Look for the string "curves" in the listing. Copy each line that has it.
───
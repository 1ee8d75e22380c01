//! Followers API handlers.
//!
//! ```text
//! PUT /users/{userId}/followers {"followerId":2}
//! GET /users/{userId}/followers
//! DELETE /users/{userId}/followers?followerId=2
//! ```

use actix_web::{HttpResponse, delete, get, put, web};
use serde::{Deserialize, Serialize};
use utoipa::ToSchema;

use crate::domain::{FollowId, FollowerListing, UserId};
use crate::inbound::http::ApiResult;
use crate::inbound::http::state::HttpState;

/// Request body for `PUT /users/{userId}/followers`.
#[derive(Debug, Deserialize, Serialize, ToSchema)]
#[serde(rename_all = "camelCase")]
pub struct FollowRequestBody {
    #[schema(example = 2)]
    pub follower_id: i64,
}

/// Query parameters for `DELETE /users/{userId}/followers`.
#[derive(Debug, Deserialize)]
#[serde(rename_all = "camelCase")]
pub struct UnfollowQuery {
    pub follower_id: i64,
}

/// One entry of a follower listing: the edge id and the follower's name.
#[derive(Debug, Serialize, ToSchema)]
#[serde(rename_all = "camelCase")]
pub struct FollowerEntryBody {
    #[schema(value_type = i64, example = 1)]
    pub id: FollowId,
    #[schema(example = "Beltrano")]
    pub name: String,
}

/// Response body for `GET /users/{userId}/followers`.
#[derive(Debug, Serialize, ToSchema)]
#[serde(rename_all = "camelCase")]
pub struct FollowersResponseBody {
    #[schema(example = 1)]
    pub followers_count: usize,
    pub content: Vec<FollowerEntryBody>,
}

impl From<FollowerListing> for FollowersResponseBody {
    fn from(value: FollowerListing) -> Self {
        Self {
            followers_count: value.count(),
            content: value
                .followers
                .into_iter()
                .map(|entry| FollowerEntryBody {
                    id: entry.id,
                    name: entry.name,
                })
                .collect(),
        }
    }
}

/// Follow a user.
#[utoipa::path(
    put,
    path = "/users/{userId}/followers",
    params(("userId" = i64, Path, description = "User to follow")),
    request_body = FollowRequestBody,
    responses(
        (status = 204, description = "Edge recorded (or already present)"),
        (status = 400, description = "Unknown followerId"),
        (status = 404, description = "Unknown user"),
        (status = 409, description = "Self-follow"),
        (status = 500, description = "Internal server error")
    ),
    tags = ["followers"],
    operation_id = "followUser"
)]
#[put("/users/{user_id}/followers")]
pub async fn follow_user(
    state: web::Data<HttpState>,
    path: web::Path<i64>,
    payload: web::Json<FollowRequestBody>,
) -> ApiResult<HttpResponse> {
    let target = UserId::new(path.into_inner());
    let follower = UserId::new(payload.follower_id);

    state.follows.follow(target, follower).await?;
    Ok(HttpResponse::NoContent().finish())
}

/// List a user's followers with their count.
#[utoipa::path(
    get,
    path = "/users/{userId}/followers",
    params(("userId" = i64, Path, description = "User whose followers to list")),
    responses(
        (status = 200, description = "Follower listing", body = FollowersResponseBody),
        (status = 404, description = "Unknown user"),
        (status = 500, description = "Internal server error")
    ),
    tags = ["followers"],
    operation_id = "listFollowers"
)]
#[get("/users/{user_id}/followers")]
pub async fn list_followers(
    state: web::Data<HttpState>,
    path: web::Path<i64>,
) -> ApiResult<web::Json<FollowersResponseBody>> {
    let target = UserId::new(path.into_inner());

    let listing = state.follows.list_followers(target).await?;
    Ok(web::Json(FollowersResponseBody::from(listing)))
}

/// Unfollow a user.
#[utoipa::path(
    delete,
    path = "/users/{userId}/followers",
    params(
        ("userId" = i64, Path, description = "User to unfollow"),
        ("followerId" = i64, Query, description = "Follower removing the edge")
    ),
    responses(
        (status = 204, description = "Edge removed (or never present)"),
        (status = 404, description = "Unknown user"),
        (status = 500, description = "Internal server error")
    ),
    tags = ["followers"],
    operation_id = "unfollowUser"
)]
#[delete("/users/{user_id}/followers")]
pub async fn unfollow_user(
    state: web::Data<HttpState>,
    path: web::Path<i64>,
    query: web::Query<UnfollowQuery>,
) -> ApiResult<HttpResponse> {
    let target = UserId::new(path.into_inner());
    let follower = UserId::new(query.follower_id);

    state.follows.unfollow(target, follower).await?;
    Ok(HttpResponse::NoContent().finish())
}
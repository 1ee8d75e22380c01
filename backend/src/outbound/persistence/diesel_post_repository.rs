//! PostgreSQL-backed `PostRepository` implementation using Diesel ORM.

use async_trait::async_trait;
use diesel::prelude::*;
use diesel_async::RunQueryDsl;
use tracing::debug;

use crate::domain::ports::{PostPersistenceError, PostRepository};
use crate::domain::{Post, PostDraft, PostId, UserId};

use super::models::{NewPostRow, PostRow};
use super::pool::{DbPool, PoolError};
use super::schema::posts;

/// Diesel-backed implementation of the `PostRepository` port.
#[derive(Clone)]
pub struct DieselPostRepository {
    pool: DbPool,
}

impl DieselPostRepository {
    /// Create a new repository with the given connection pool.
    pub fn new(pool: DbPool) -> Self {
        Self { pool }
    }
}

/// Map pool errors to domain post persistence errors.
fn map_pool_error(error: PoolError) -> PostPersistenceError {
    match error {
        PoolError::Build { message } | PoolError::Checkout { message } => {
            PostPersistenceError::connection(message)
        }
    }
}

/// Map Diesel errors to domain post persistence errors.
fn map_diesel_error(error: diesel::result::Error) -> PostPersistenceError {
    use diesel::result::{DatabaseErrorKind, Error as DieselError};

    debug!(error = %error, "diesel operation failed");

    match error {
        DieselError::DatabaseError(DatabaseErrorKind::ClosedConnection, _) => {
            PostPersistenceError::connection("database connection error")
        }
        DieselError::NotFound => PostPersistenceError::query("record not found"),
        _ => PostPersistenceError::query("database error"),
    }
}

/// Convert a database row to a domain post.
fn row_to_post(row: PostRow) -> Post {
    Post {
        id: PostId::new(row.id),
        author_id: UserId::new(row.user_id),
        text: row.text,
        created_at: row.created_at,
    }
}

#[async_trait]
impl PostRepository for DieselPostRepository {
    async fn insert(
        &self,
        author: UserId,
        draft: &PostDraft,
    ) -> Result<Post, PostPersistenceError> {
        let mut conn = self.pool.get().await.map_err(map_pool_error)?;

        let row: PostRow = diesel::insert_into(posts::table)
            .values(NewPostRow {
                user_id: author.get(),
                text: draft.text.as_str(),
            })
            .returning(PostRow::as_returning())
            .get_result(&mut conn)
            .await
            .map_err(map_diesel_error)?;

        Ok(row_to_post(row))
    }

    async fn list_by_author(&self, author: UserId) -> Result<Vec<Post>, PostPersistenceError> {
        let mut conn = self.pool.get().await.map_err(map_pool_error)?;

        let rows: Vec<PostRow> = posts::table
            .filter(posts::user_id.eq(author.get()))
            .select(PostRow::as_select())
            .order(posts::created_at.desc())
            .load(&mut conn)
            .await
            .map_err(map_diesel_error)?;

        Ok(rows.into_iter().map(row_to_post).collect())
    }
}

#[cfg(test)]
mod tests {
    use chrono::Utc;
    use rstest::rstest;

    use super::*;

    #[rstest]
    fn pool_errors_map_to_connection_errors() {
        let err = map_pool_error(PoolError::build("bad url"));

        assert!(matches!(err, PostPersistenceError::Connection { .. }));
    }

    #[rstest]
    fn rows_convert_to_domain_posts() {
        let created_at = Utc::now();
        let post = row_to_post(PostRow {
            id: 3,
            user_id: 1,
            text: "Hello".to_owned(),
            created_at,
        });

        assert_eq!(post.id, PostId::new(3));
        assert_eq!(post.author_id, UserId::new(1));
        assert_eq!(post.text, "Hello");
        assert_eq!(post.created_at, created_at);
    }
}
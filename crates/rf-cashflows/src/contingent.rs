//! One-time and credit-contingent payment kinds.
//!
//! The contingent kinds exist only if a credit event occurs within their
//! reference period `[begin, end)`; their nominal amounts are the unit
//! protection payment or the funded/unfunded recovery formulas. Whether
//! and how they are risk-weighted is the default-risk calculator's job.

use crate::payment::PaymentTerms;
use rf_core::{ensure, Notional, Rate, Real, Result};
use rf_time::Date;

/// A one-time known amount: principal exchange, fee, or any flow whose
/// amount is fixed at construction.
#[derive(Debug, Clone, PartialEq)]
pub struct OneTimePayment {
    /// Shared payment terms.
    pub terms: PaymentTerms,
    /// The amount paid.
    pub amount: Real,
}

impl OneTimePayment {
    /// Create a one-time payment.
    pub fn new(terms: PaymentTerms, amount: Real) -> Self {
        Self { terms, amount }
    }

    /// The fixed amount.
    pub fn compute_amount(&self) -> Real {
        self.amount
    }
}

/// A settlement paid at default: accrued coupon plus recovery.
#[derive(Debug, Clone, PartialEq)]
pub struct DefaultSettlementPayment {
    /// Shared payment terms.
    pub terms: PaymentTerms,
    /// Notional being settled.
    pub notional: Notional,
    /// Recovery rate in [0, 1].
    pub recovery_rate: Rate,
    /// Accrued coupon fraction owed at settlement.
    pub accrual: Real,
    /// Funded (recovery paid) vs unfunded (loss paid).
    pub is_funded: bool,
    /// Notional outstanding before this settlement, for cumulative
    /// sequencing of successive settlements.
    pub prior_notional: Option<Notional>,
    /// Amount of the previous settlement in the sequence.
    pub prior_payment: Option<Real>,
}

impl DefaultSettlementPayment {
    /// Create a default settlement.
    pub fn new(
        terms: PaymentTerms,
        notional: Notional,
        recovery_rate: Rate,
        accrual: Real,
        is_funded: bool,
    ) -> Result<Self> {
        ensure!(
            (0.0..=1.0).contains(&recovery_rate),
            "recovery rate {recovery_rate} outside [0, 1]"
        );
        Ok(Self {
            terms,
            notional,
            recovery_rate,
            accrual,
            is_funded,
            prior_notional: None,
            prior_payment: None,
        })
    }

    /// `notional × (accrual + recovery)` when funded,
    /// `notional × (accrual + recovery − 1)` when unfunded.
    pub fn compute_amount(&self) -> Real {
        let recovery_leg = if self.is_funded {
            self.recovery_rate
        } else {
            self.recovery_rate - 1.0
        };
        self.notional * (self.accrual + recovery_leg)
    }
}

/// A unit protection payment contingent on default in `[begin, end)`.
#[derive(Debug, Clone, PartialEq)]
pub struct CreditContingentPayment {
    /// Shared payment terms.
    pub terms: PaymentTerms,
    /// Start of the protection reference period (inclusive).
    pub begin: Date,
    /// End of the protection reference period (exclusive).
    pub end: Date,
}

impl CreditContingentPayment {
    /// Create a unit protection payment.
    pub fn new(terms: PaymentTerms, begin: Date, end: Date) -> Self {
        Self { terms, begin, end }
    }

    /// Unit notional.
    pub fn compute_amount(&self) -> Real {
        1.0
    }
}

/// A recovery-value payment contingent on default in `[begin, end)`.
#[derive(Debug, Clone, PartialEq)]
pub struct RecoveryPayment {
    /// Shared payment terms.
    pub terms: PaymentTerms,
    /// Start of the reference period (inclusive).
    pub begin: Date,
    /// End of the reference period (exclusive).
    pub end: Date,
    /// Notional protected.
    pub notional: Notional,
    /// Recovery rate in [0, 1].
    pub recovery_rate: Rate,
    /// Funded (recovery paid) vs unfunded (loss paid).
    pub is_funded: bool,
}

impl RecoveryPayment {
    /// Create a recovery payment.
    pub fn new(
        terms: PaymentTerms,
        begin: Date,
        end: Date,
        notional: Notional,
        recovery_rate: Rate,
        is_funded: bool,
    ) -> Result<Self> {
        ensure!(
            (0.0..=1.0).contains(&recovery_rate),
            "recovery rate {recovery_rate} outside [0, 1]"
        );
        Ok(Self {
            terms,
            begin,
            end,
            notional,
            recovery_rate,
            is_funded,
        })
    }

    /// `notional × recovery` when funded, `notional × (recovery − 1)`
    /// when unfunded.
    pub fn compute_amount(&self) -> Real {
        if self.is_funded {
            self.notional * self.recovery_rate
        } else {
            self.notional * (self.recovery_rate - 1.0)
        }
    }
}

/// A price-return (performance) payment.
#[derive(Debug, Clone, PartialEq)]
pub struct PriceReturnPayment {
    /// Shared payment terms.
    pub terms: PaymentTerms,
    /// Number of units held.
    pub units: Real,
    /// Price at the start of the return period.
    pub initial_price: Real,
    /// Price at the end of the return period.
    pub final_price: Real,
}

impl PriceReturnPayment {
    /// Create a price-return payment.
    pub fn new(terms: PaymentTerms, units: Real, initial_price: Real, final_price: Real) -> Self {
        Self {
            terms,
            units,
            initial_price,
            final_price,
        }
    }

    /// `units × (final − initial)`.
    pub fn compute_amount(&self) -> Real {
        self.units * (self.final_price - self.initial_price)
    }
}

/// A commodity quantity-times-price payment.
#[derive(Debug, Clone, PartialEq)]
pub struct CommodityPayment {
    /// Shared payment terms.
    pub terms: PaymentTerms,
    /// Quantity delivered.
    pub quantity: Real,
    /// Settlement price per unit.
    pub price: Real,
}

impl CommodityPayment {
    /// Create a commodity payment.
    pub fn new(terms: PaymentTerms, quantity: Real, price: Real) -> Self {
        Self {
            terms,
            quantity,
            price,
        }
    }

    /// `quantity × price`.
    pub fn compute_amount(&self) -> Real {
        self.quantity * self.price
    }
}

#[cfg(test)]
mod tests {
    use super::*;
    use crate::payment::Currency;
    use approx::assert_abs_diff_eq;

    fn date(y: u16, m: u8, d: u8) -> Date {
        Date::from_ymd(y, m, d).unwrap()
    }

    fn terms() -> PaymentTerms {
        PaymentTerms::new(date(2026, 1, 2), Currency::USD)
    }

    #[test]
    fn default_settlement_unfunded() {
        let p = DefaultSettlementPayment::new(terms(), 1_000_000.0, 0.4, 0.0125, false).unwrap();
        // N × (accrual + R − 1) = 1e6 × (0.0125 − 0.6)
        assert_abs_diff_eq!(p.compute_amount(), -587_500.0, epsilon = 1e-6);
    }

    #[test]
    fn default_settlement_funded() {
        let p = DefaultSettlementPayment::new(terms(), 1_000_000.0, 0.4, 0.0125, true).unwrap();
        // N × (accrual + R) = 1e6 × 0.4125
        assert_abs_diff_eq!(p.compute_amount(), 412_500.0, epsilon = 1e-6);
    }

    #[test]
    fn recovery_rate_validated() {
        assert!(DefaultSettlementPayment::new(terms(), 1.0, 1.5, 0.0, true).is_err());
        assert!(
            RecoveryPayment::new(terms(), date(2025, 1, 2), date(2026, 1, 2), 1.0, -0.1, true)
                .is_err()
        );
    }

    #[test]
    fn recovery_funded_and_unfunded() {
        let begin = date(2025, 1, 2);
        let end = date(2026, 1, 2);
        let funded = RecoveryPayment::new(terms(), begin, end, 100.0, 0.4, true).unwrap();
        assert_abs_diff_eq!(funded.compute_amount(), 40.0, epsilon = 1e-12);

        let unfunded = RecoveryPayment::new(terms(), begin, end, 100.0, 0.4, false).unwrap();
        assert_abs_diff_eq!(unfunded.compute_amount(), -60.0, epsilon = 1e-12);
    }

    #[test]
    fn unit_protection() {
        let p = CreditContingentPayment::new(terms(), date(2025, 1, 2), date(2026, 1, 2));
        assert_eq!(p.compute_amount(), 1.0);
    }

    #[test]
    fn price_return_and_commodity() {
        let pr = PriceReturnPayment::new(terms(), 10.0, 95.0, 101.5);
        assert_abs_diff_eq!(pr.compute_amount(), 65.0, epsilon = 1e-12);

        let co = CommodityPayment::new(terms(), 250.0, 71.4);
        assert_abs_diff_eq!(co.compute_amount(), 17_850.0, epsilon = 1e-12);
    }
}
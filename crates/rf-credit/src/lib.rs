//! # rf-credit
//!
//! Default-risk valuation on top of the payment model: survival-weighted
//! discount factors, expected accrual paid at default, and the present
//! value of protection legs.
//!
//! The central type is [`DefaultRiskCalculator`], which is configured once
//! (curves, normalization date, approximation mode, optional time grid)
//! and then queried as a pure function of dates and payments.

#![warn(missing_docs)]
#![forbid(unsafe_code)]

pub mod default_risk;

pub use default_risk::{AccrualApproximation, DefaultRiskCalculator, TimeGrid};
//! # rf-curves
//!
//! Discount and survival curve contracts for riskflow, plus the flat and
//! interpolated reference implementations used by tests and simple callers.
//!
//! Curve *calibration* is out of scope: valuation code only ever sees the
//! [`DiscountFactors`] and [`SurvivalProbabilities`] traits — pure
//! date-to-factor callbacks, monotonic in date for a well-formed curve.

#![warn(missing_docs)]
#![forbid(unsafe_code)]

pub mod flat;
pub mod interpolated;
pub mod traits;

pub use flat::{FlatDiscount, FlatHazard};
pub use interpolated::{LogLinearDiscount, PiecewiseFlatHazard};
pub use traits::{DiscountFactors, SurvivalProbabilities};
//! Day-count conventions.
//!
//! A day count turns a pair of dates into the fraction of a year used to
//! scale a rate into an amount. The conventions are a closed enum so that
//! payments carrying one stay `Copy`/`Clone` and convention dispatch is
//! exhaustive.

use crate::date::{is_leap_year, Date};
use rf_core::{Real, Time};

/// A convention for counting days and year fractions between two dates.
#[derive(Debug, Clone, Copy, PartialEq, Eq, Hash, Default)]
pub enum DayCount {
    /// Actual days / 360.
    Act360,
    /// Actual days / 365, ignoring leap years.
    #[default]
    Act365Fixed,
    /// Actual/Actual (ISDA): the period is split at year boundaries and
    /// each piece divided by that year's actual length.
    ActActIsda,
    /// 30/360 US (bond basis).
    Thirty360Us,
    /// 30E/360 (Eurobond basis).
    ThirtyE360,
}

impl DayCount {
    /// Human-readable name of the convention.
    pub fn name(self) -> &'static str {
        match self {
            DayCount::Act360 => "Actual/360",
            DayCount::Act365Fixed => "Actual/365 (Fixed)",
            DayCount::ActActIsda => "Actual/Actual (ISDA)",
            DayCount::Thirty360Us => "30/360 (US)",
            DayCount::ThirtyE360 => "30E/360",
        }
    }

    /// Number of days between `start` and `end` under this convention.
    pub fn days(self, start: Date, end: Date) -> i64 {
        match self {
            DayCount::Act360 | DayCount::Act365Fixed | DayCount::ActActIsda => {
                (end - start) as i64
            }
            DayCount::Thirty360Us => {
                let (y1, m1, mut d1) = (start.year() as i64, start.month() as i64, start.day_of_month() as i64);
                let (y2, m2, mut d2) = (end.year() as i64, end.month() as i64, end.day_of_month() as i64);
                if d2 == 31 && d1 >= 30 {
                    d2 = 30;
                }
                if d1 == 31 {
                    d1 = 30;
                }
                360 * (y2 - y1) + 30 * (m2 - m1) + (d2 - d1)
            }
            DayCount::ThirtyE360 => {
                let (y1, m1, mut d1) = (start.year() as i64, start.month() as i64, start.day_of_month() as i64);
                let (y2, m2, mut d2) = (end.year() as i64, end.month() as i64, end.day_of_month() as i64);
                if d1 == 31 {
                    d1 = 30;
                }
                if d2 == 31 {
                    d2 = 30;
                }
                360 * (y2 - y1) + 30 * (m2 - m1) + (d2 - d1)
            }
        }
    }

    /// Fraction of a year between `start` and `end`.
    pub fn fraction(self, start: Date, end: Date) -> Time {
        if end <= start {
            return if end == start {
                0.0
            } else {
                -self.fraction(end, start)
            };
        }
        match self {
            DayCount::Act360 => self.days(start, end) as Real / 360.0,
            DayCount::Act365Fixed => self.days(start, end) as Real / 365.0,
            DayCount::Thirty360Us | DayCount::ThirtyE360 => {
                self.days(start, end) as Real / 360.0
            }
            DayCount::ActActIsda => {
                let y1 = start.year();
                let y2 = end.year();
                if y1 == y2 {
                    let basis = if is_leap_year(y1) { 366.0 } else { 365.0 };
                    return (end - start) as Real / basis;
                }
                let jan1 = Date::from_ymd(y1 + 1, 1, 1).expect("valid date");
                let basis = if is_leap_year(y1) { 366.0 } else { 365.0 };
                (jan1 - start) as Real / basis + self.fraction(jan1, end)
            }
        }
    }
}
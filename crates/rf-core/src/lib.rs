//! # rf-core
//!
//! Core types and error definitions for riskflow.
//!
//! This crate provides the foundational building blocks shared across all
//! other crates in the workspace — the scalar type aliases used by the
//! valuation code and the error hierarchy.

#![warn(missing_docs)]
#![forbid(unsafe_code)]

/// Error types and the `ensure!` / `fail!` convenience macros.
pub mod errors;

// ── Primitive type aliases ────────────────────────────────────────────────────

/// Floating-point type used throughout the library.
pub type Real = f64;

/// A rate expressed as a decimal (e.g. 0.05 = 5 %).
pub type Rate = Real;

/// A spread over a reference rate.
pub type Spread = Real;

/// A discount factor in [0, 1].
pub type DiscountFactor = Real;

/// A survival (or default) probability in [0, 1].
pub type Probability = Real;

/// A notional (face) amount.
pub type Notional = Real;

/// A time measurement in years.
pub type Time = Real;

/// Alias used for array sizes / indices.
pub type Size = usize;

// ── Re-exports for convenience ────────────────────────────────────────────────

pub use errors::{Error, Result};
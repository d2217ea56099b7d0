//! Floating-rate interest payments and the compounding engine.
//!
//! A floating coupon owns one or more compounding sub-periods, each tied to
//! a [`FixingSchedule`]. The engine turns the resolved fixings plus a
//! spread, a spread-application mode, and a compounding convention into a
//! single effective period rate, optionally convexity-adjusted and
//! capped/floored while the fixings are still projections.

use crate::fixing::{Fixing, FixingSchedule, ResetState};
use crate::interest::InterestTerms;
use crate::payment::{PaymentTerms, RateEnv};
use crate::simulation::CashflowNode;
use rf_core::{ensure, Error, Rate, Real, Result, Spread};
use rf_time::Frequency;

/// How multiple rate fixings within one payment period combine.
#[derive(Debug, Clone, Copy, PartialEq, Eq, Hash, Default)]
pub enum CompoundingMethod {
    /// No compounding: a single sub-period only.
    #[default]
    None,
    /// Simple summation of `(fixing + spread) × fraction` terms.
    Simple,
    /// ISDA compounding: the spread compounds with the rate.
    Isda,
    /// Flat-ISDA compounding: the spread is excluded from the
    /// compounding base.
    FlatIsda,
}

/// How the spread applies to the projected rate.
#[derive(Debug, Clone, Copy, PartialEq, Eq, Hash, Default)]
pub enum SpreadMode {
    /// `rate = forward × multiplier + spread`.
    #[default]
    Additive,
    /// `rate = forward × multiplier × spread` (spread acts as a coupon
    /// multiplier; a value of exactly zero is treated as one).
    Multiplicative,
}

/// One compounding sub-period and its rate observation handle.
#[derive(Debug, Clone, Copy, PartialEq, Eq)]
pub struct SubPeriod {
    /// Sub-period start.
    pub start: rf_time::Date,
    /// Sub-period end.
    pub end: rf_time::Date,
    /// Handle to the rate observation for this sub-period.
    pub schedule: FixingSchedule,
}

impl SubPeriod {
    /// Create a sub-period resetting at its start.
    pub fn new(start: rf_time::Date, end: rf_time::Date) -> Self {
        Self {
            start,
            end,
            schedule: FixingSchedule::new(start, end),
        }
    }

    /// Override the fixing schedule.
    pub fn with_schedule(mut self, schedule: FixingSchedule) -> Self {
        self.schedule = schedule;
        self
    }
}
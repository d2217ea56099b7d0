//! Flat (single-parameter) curves.

use crate::traits::{DiscountFactors, SurvivalProbabilities};
use rf_core::{DiscountFactor, Probability, Rate, Real};
use rf_time::{Date, DayCount};

/// A flat continuously-compounded discount curve: `D(d) = exp(−r·τ)`.
#[derive(Debug, Clone, Copy)]
pub struct FlatDiscount {
    reference: Date,
    rate: Rate,
    day_count: DayCount,
}

impl FlatDiscount {
    /// Create a flat discount curve anchored at `reference`.
    pub fn new(reference: Date, rate: Rate, day_count: DayCount) -> Self {
        Self {
            reference,
            rate,
            day_count,
        }
    }

    /// The flat continuously-compounded rate.
    pub fn rate(&self) -> Rate {
        self.rate
    }
}

impl DiscountFactors for FlatDiscount {
    fn discount(&self, date: Date) -> DiscountFactor {
        let t = self.day_count.fraction(self.reference, date);
        (-self.rate * t).exp()
    }
}

/// A flat hazard-rate survival curve: `S(d) = exp(−h·τ)`.
#[derive(Debug, Clone, Copy)]
pub struct FlatHazard {
    reference: Date,
    hazard: Real,
    day_count: DayCount,
}

impl FlatHazard {
    /// Create a flat hazard-rate curve anchored at `reference`.
    pub fn new(reference: Date, hazard: Real, day_count: DayCount) -> Self {
        Self {
            reference,
            hazard,
            day_count,
        }
    }

    /// The constant hazard rate.
    pub fn hazard(&self) -> Real {
        self.hazard
    }
}

impl SurvivalProbabilities for FlatHazard {
    fn survival(&self, date: Date) -> Probability {
        let t = self.day_count.fraction(self.reference, date);
        if t <= 0.0 {
            return 1.0;
        }
        (-self.hazard * t).exp()
    }
}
───
▸ **Finished exercise**
//! (curves, normalization date, approximation mode, optional time grid)
//! # rf-curves
//! Flat (single-parameter) curves.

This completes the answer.